* Activity *
Whenever "FactoryError" appears in a line, please copy that line from the data.

* Data provided *
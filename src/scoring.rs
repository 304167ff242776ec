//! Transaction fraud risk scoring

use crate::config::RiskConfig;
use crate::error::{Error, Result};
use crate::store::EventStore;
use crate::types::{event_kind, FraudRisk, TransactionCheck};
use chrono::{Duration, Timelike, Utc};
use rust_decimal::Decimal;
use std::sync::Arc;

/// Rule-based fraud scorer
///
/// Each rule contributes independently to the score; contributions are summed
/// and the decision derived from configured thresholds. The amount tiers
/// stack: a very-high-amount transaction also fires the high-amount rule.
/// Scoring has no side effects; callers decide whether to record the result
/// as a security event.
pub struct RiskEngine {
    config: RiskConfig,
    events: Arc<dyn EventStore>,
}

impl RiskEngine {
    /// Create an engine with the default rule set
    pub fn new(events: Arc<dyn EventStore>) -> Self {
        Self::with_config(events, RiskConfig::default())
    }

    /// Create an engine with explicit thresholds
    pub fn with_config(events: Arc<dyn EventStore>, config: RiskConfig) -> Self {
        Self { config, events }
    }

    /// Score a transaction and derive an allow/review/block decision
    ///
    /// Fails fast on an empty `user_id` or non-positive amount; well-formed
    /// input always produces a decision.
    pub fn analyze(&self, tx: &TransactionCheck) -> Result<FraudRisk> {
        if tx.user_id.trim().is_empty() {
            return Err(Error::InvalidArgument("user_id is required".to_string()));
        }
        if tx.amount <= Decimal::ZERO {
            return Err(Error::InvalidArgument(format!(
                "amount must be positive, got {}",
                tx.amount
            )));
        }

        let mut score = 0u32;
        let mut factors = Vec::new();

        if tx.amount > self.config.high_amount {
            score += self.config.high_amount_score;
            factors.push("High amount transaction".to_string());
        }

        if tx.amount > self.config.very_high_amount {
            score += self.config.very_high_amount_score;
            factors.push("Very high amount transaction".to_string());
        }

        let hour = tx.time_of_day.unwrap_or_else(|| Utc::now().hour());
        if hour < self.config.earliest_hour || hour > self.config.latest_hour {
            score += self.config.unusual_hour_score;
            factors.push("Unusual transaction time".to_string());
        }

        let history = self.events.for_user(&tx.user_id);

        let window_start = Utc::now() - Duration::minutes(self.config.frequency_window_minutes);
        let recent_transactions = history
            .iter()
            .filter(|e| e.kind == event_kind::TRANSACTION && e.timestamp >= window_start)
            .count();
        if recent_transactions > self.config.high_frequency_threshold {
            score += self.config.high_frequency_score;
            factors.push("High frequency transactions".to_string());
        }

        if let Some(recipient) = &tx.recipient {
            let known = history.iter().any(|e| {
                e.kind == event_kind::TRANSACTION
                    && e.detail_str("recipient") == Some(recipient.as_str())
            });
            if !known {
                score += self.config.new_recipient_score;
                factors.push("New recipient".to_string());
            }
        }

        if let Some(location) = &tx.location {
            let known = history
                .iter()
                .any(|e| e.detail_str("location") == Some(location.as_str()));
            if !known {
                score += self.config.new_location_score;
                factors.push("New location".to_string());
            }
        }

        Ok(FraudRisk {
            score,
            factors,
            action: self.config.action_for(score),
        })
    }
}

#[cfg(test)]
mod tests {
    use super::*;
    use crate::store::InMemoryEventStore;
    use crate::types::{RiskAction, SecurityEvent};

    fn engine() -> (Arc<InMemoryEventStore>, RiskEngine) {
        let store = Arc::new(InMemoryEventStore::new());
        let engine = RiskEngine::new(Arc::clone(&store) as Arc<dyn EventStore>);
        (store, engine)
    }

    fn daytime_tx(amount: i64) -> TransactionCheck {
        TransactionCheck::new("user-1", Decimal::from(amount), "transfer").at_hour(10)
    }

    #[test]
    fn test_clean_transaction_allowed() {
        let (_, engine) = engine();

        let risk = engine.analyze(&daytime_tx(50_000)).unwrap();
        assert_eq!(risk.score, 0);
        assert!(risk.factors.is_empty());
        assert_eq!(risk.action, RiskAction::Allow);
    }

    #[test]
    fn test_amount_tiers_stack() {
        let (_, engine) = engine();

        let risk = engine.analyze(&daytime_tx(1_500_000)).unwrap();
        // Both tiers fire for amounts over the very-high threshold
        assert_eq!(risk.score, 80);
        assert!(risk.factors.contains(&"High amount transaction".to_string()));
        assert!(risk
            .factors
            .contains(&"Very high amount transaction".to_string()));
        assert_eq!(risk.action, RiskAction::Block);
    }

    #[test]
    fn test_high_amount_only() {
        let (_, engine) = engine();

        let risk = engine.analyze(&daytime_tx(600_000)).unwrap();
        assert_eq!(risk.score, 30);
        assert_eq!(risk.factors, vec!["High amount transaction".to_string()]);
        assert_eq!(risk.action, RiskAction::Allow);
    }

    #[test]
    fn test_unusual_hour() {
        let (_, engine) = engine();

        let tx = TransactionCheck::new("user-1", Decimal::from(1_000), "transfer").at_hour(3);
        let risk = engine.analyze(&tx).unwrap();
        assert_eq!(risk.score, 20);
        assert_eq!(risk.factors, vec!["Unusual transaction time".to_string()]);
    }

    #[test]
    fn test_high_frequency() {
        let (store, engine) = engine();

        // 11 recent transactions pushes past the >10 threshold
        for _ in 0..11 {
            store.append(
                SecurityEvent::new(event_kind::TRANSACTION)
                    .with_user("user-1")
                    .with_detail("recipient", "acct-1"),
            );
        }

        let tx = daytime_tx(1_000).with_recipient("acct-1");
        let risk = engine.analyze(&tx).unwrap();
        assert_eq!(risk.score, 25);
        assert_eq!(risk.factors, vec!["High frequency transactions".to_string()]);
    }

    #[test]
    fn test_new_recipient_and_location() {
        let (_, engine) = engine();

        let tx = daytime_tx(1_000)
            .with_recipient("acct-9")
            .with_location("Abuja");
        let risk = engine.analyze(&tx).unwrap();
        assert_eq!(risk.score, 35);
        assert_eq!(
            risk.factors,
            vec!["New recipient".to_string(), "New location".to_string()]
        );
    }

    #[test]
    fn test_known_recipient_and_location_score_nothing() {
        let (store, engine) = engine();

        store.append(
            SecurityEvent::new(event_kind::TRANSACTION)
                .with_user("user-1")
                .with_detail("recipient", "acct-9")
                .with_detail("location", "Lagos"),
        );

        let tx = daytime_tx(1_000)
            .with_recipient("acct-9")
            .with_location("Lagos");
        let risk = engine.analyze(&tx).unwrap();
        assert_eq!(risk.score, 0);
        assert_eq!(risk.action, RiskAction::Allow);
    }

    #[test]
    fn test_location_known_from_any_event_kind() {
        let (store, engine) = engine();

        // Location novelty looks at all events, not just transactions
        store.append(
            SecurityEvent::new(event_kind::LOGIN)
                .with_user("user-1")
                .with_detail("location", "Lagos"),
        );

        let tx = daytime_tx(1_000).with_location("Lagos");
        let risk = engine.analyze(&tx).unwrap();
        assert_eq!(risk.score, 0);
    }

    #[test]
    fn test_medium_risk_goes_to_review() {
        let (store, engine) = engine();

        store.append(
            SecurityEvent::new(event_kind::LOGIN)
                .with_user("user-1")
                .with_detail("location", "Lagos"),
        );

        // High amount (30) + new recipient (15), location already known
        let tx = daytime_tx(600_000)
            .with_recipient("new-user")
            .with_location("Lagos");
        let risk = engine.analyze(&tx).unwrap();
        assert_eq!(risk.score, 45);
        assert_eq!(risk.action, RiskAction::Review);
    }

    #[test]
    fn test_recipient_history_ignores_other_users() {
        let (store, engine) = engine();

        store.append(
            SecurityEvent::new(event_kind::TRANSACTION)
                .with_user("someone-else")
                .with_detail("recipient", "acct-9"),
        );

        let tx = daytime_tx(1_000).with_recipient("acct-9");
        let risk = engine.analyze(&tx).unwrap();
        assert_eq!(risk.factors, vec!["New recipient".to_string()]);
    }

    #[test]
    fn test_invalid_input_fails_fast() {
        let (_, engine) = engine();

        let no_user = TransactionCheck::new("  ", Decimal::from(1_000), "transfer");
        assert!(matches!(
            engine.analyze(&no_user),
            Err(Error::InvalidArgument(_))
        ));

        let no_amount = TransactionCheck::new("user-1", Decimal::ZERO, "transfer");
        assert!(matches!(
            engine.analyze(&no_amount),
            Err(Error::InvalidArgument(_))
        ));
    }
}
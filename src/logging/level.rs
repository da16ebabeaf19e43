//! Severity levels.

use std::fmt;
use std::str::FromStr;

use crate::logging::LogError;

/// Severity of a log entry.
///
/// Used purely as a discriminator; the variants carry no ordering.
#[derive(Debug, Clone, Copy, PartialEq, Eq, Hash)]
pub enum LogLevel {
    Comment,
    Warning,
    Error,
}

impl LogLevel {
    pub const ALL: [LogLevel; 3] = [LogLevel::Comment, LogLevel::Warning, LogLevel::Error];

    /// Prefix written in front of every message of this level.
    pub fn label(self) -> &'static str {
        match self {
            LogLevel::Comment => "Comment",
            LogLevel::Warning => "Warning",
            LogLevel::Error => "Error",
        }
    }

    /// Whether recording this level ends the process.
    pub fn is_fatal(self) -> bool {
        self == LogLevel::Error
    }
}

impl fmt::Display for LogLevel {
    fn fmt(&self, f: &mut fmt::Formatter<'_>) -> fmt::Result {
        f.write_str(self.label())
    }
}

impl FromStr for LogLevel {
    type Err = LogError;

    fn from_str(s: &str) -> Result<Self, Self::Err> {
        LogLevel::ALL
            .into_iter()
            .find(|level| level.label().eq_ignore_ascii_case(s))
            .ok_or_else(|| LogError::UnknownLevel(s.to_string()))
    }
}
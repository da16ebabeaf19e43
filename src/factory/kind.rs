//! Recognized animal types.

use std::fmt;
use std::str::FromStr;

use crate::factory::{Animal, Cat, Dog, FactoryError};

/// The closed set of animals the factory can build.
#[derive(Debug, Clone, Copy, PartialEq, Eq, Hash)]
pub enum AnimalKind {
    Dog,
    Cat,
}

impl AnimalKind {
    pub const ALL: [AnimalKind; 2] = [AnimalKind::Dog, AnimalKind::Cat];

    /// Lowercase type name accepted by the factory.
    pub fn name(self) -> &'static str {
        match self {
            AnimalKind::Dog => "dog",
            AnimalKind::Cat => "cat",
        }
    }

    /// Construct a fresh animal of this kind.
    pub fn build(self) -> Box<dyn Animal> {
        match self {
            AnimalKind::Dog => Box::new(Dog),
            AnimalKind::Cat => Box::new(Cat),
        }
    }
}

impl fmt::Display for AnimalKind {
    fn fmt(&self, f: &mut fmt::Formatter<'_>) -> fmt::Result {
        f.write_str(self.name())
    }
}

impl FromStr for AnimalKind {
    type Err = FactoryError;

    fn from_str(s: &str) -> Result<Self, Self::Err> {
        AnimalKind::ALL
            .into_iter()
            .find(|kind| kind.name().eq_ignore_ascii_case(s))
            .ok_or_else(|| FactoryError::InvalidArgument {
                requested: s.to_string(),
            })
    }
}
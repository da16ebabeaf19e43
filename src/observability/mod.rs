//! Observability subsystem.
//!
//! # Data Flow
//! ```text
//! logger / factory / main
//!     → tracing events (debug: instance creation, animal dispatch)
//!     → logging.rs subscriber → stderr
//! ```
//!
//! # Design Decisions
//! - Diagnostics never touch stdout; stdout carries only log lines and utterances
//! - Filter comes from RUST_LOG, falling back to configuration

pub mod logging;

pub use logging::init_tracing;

* Task solution *
use crate::factory::{Animal, Cat, Dog, FactoryError};
    type Err = FactoryError;
            .ok_or_else(|| FactoryError::InvalidArgument {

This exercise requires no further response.